An ED can shorten Life Expectancy by 10-20 years – when you add terribly controlled Diabetes to the mix, you can take off another 10. Badly controlled diabetes can lead to blindness, major nerve damage, osteoporosis, depression, Diabetic Ketoacidosis, and death. Those are not the long term consequences either – there are no such thing as long term consequences for someone with this disorder that doesn’t recover reasonably quickly. Diabetics also have to revolve their lives around food and continue to count carbohydrates in order to get healthy – this makes recovering from an ED even harder as there will NEVER be a time when food is not a major focus. My ED means i think about food almost constantly and diabetes means that this will continue for the rest of my life.
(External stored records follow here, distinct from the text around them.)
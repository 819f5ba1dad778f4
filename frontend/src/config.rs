//! Compile-time knobs of the front end.

/// Spinner time before an admin route decides between content and login.
pub const GUARD_DELAY_MS: u32 = 100;

/// Artificial wait between submitting the login form and checking it.
pub const LOGIN_DELAY_MS: u32 = 800;

/// Cards per page on the public listing pages.
pub const LIST_PAGE_SIZE: usize = 6;

/// Rows per page in admin tables.
pub const ADMIN_PAGE_SIZE: usize = 10;

pub const RELATED_ARTICLES: usize = 3;

pub const SIDEBAR_LATEST: usize = 5;

pub const SITE_TAGLINE: &str = "The Global Perspective";

/// Shortcut tags shown in the footer; each links to a search.
pub const TRENDING_TAGS: &[&str] = &["Politics", "Tech", "Travel", "Health", "Crypto", "AI", "Fashion"];

/// Placeholder hero used by new posts until an image URL is entered.
pub const DEFAULT_POST_IMAGE: &str = "https://picsum.photos/seed/new/800/600";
This particular ED is so insidious because it can be hidden for much longer than Anorexia or Bulimia. I know i hid it for a long time even from myself. Right now my struggle is with the image i see in the mirror. I have spent the last month REALLY pushing myself to put on some weight – I’ve even been drinking the gross Diasip drinks the Dr prescribed me. I have succeeded. I’m not going to say my weight on here – I dont think that’s helpful – but everyone seems happy with how much I’ve gained except me. Even though i realise i’m still ‘underweight’ all i can see in the mirror is fat. And it FREAKS ME OUT. My brain is used to seeing Me a certain way – being ‘thin’ has become part of my identity. I’m paranoid that people are talking about me behind my back or that they’ll think I lack self control. This is obviously a projection of my own thoughts but it feels very real. I find myself looking at ‘thin’ people and thinking “Why do they get to stay thin? No one’s making them gain weight! Why should I have to?” It’s so tempting to think “I’ll just skip a little bit of insulin – just until I look like X. Then i’ll take it again and just eat better” – SCARY! I don’t want shredded organs or for my brain to be permanently damaged. I don’t want to die. Unfortunately it’s also human nature to think that it’s never going to happen to you. “I’m different – I’m not as bad as <insert name here>. It’ll never be that bad.” – I often think these things despite having been hospitalised a number of times with Diabetic Ketoacidosis. People have been telling me how much better i look at this weight – even when i thank them I’m still thinking “No, I look fat.” This is a scary mental illness.REALLY scary. I have 4 sessions left at the Eating Disorders Unit – not a huge amount of time left to sort my brain out. God knows what I’ll do once they discharge me.